A surface-engineered nano-support for enzyme laccase-immobilization was designed by grafting the surface of halloysite nanotubes (HNTs) with Fe3O4 nanoparticles and chitosan. Herein, HNTs were magnetized (HNTs-M) by a cost-effective reduction-precipitation method. The synthesized HNTs-M were grafted with 0.25%, 0.5%, 1%, and 2% chitosan (HNTs-M-chitosan), respectively. Synthesized HNTs-M-chitosan (0.25%), HNTs-M-chitosan (0.5%), HNTs-M-chitosan (1%) and HNTs-M-chitosan (2%) were linked with glutaraldehyde (GTA) for laccase immobilization. Among these formulations, HNTs-M-chitosan (1%) exhibited the highest laccase immobilization with 95.13% activity recovery and 100.12 mg/g of laccase loading.
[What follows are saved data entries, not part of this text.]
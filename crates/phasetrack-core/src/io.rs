use crate::error::Result;
use std::io::Write;
use std::path::Path;
use tempfile::NamedTempFile;

/// Atomically write `data` to `path` using a tempfile in the same directory.
/// A crash mid-write leaves the previous file intact.
pub fn atomic_write(path: &Path, data: &[u8]) -> Result<()> {
    if let Some(parent) = path.parent() {
        std::fs::create_dir_all(parent)?;
    }
    let dir = path.parent().unwrap_or(Path::new("."));
    let mut tmp = NamedTempFile::new_in(dir)?;
    tmp.write_all(data)?;
    tmp.persist(path).map_err(|e| e.error)?;
    Ok(())
}

/// Create a directory and all parents, idempotent.
pub fn ensure_dir(path: &Path) -> Result<()> {
    std::fs::create_dir_all(path)?;
    Ok(())
}

/// Remove a file if it exists. Returns true if something was deleted.
pub fn remove_if_exists(path: &Path) -> Result<bool> {
    match std::fs::remove_file(path) {
        Ok(()) => Ok(true),
        Err(e) if e.kind() == std::io::ErrorKind::NotFound => Ok(false),
        Err(e) => Err(e.into()),
    }
}

/// Read a file, mapping "does not exist" to `None`.
pub fn read_optional(path: &Path) -> Result<Option<String>> {
    match std::fs::read_to_string(path) {
        Ok(text) => Ok(Some(text)),
        Err(e) if e.kind() == std::io::ErrorKind::NotFound => Ok(None),
        Err(e) => Err(e.into()),
    }
}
The optimized material was characterized thoroughly by scanning electron microscopy (SEM), high-resolution transmission electron microscopy (HR-TEM), X-ray powder diffraction (XRD), thermal gravimetric analysis (TGA), and vibrating sample magnetometer (VSM) analysis. The immobilized laccase (HNTs-M-chitosan (1%)-GTA-Laccase) exhibited higher pH, temperature, and storage stabilities. The HNTs-M-chitosan (1%)-GTA-Laccase possesses excellent reusability capabilities. At the end of 10 cycles of the reusability experiment, HNTs-M-chitosan (1%)-GTA-Laccase retained 59.88% of its initial activity. The immobilized laccase was utilized for redox-mediated degradation of sulfamethoxazole (SMX), resulting in 41%, 59%, and 62% degradation of SMX in the presence of 2,2′-Azino-bis(3-ethylbenzothiazoline-6-sulfonic acid) diammonium salt (ABTS), guaiacol (GUA), and syringaldehyde (SA), respectively. Repeated SMX degradation (57.10% after the sixth cycle) confirmed the potential of HNTs-M-chitosan (1%)-GTA-Laccase for environmental pollutant degradation. Thus, we successfully designed chitosan-based, rapidly separable super-magnetic nanotubes for efficacious enhancement of laccase biocatalysis, which can be applied as nano-supports for other enzymes.

Highlights

  • Laccase is a multi-copper oxidoreductase, which catalyzes single-electron substrate oxidation using molecular oxygen [1]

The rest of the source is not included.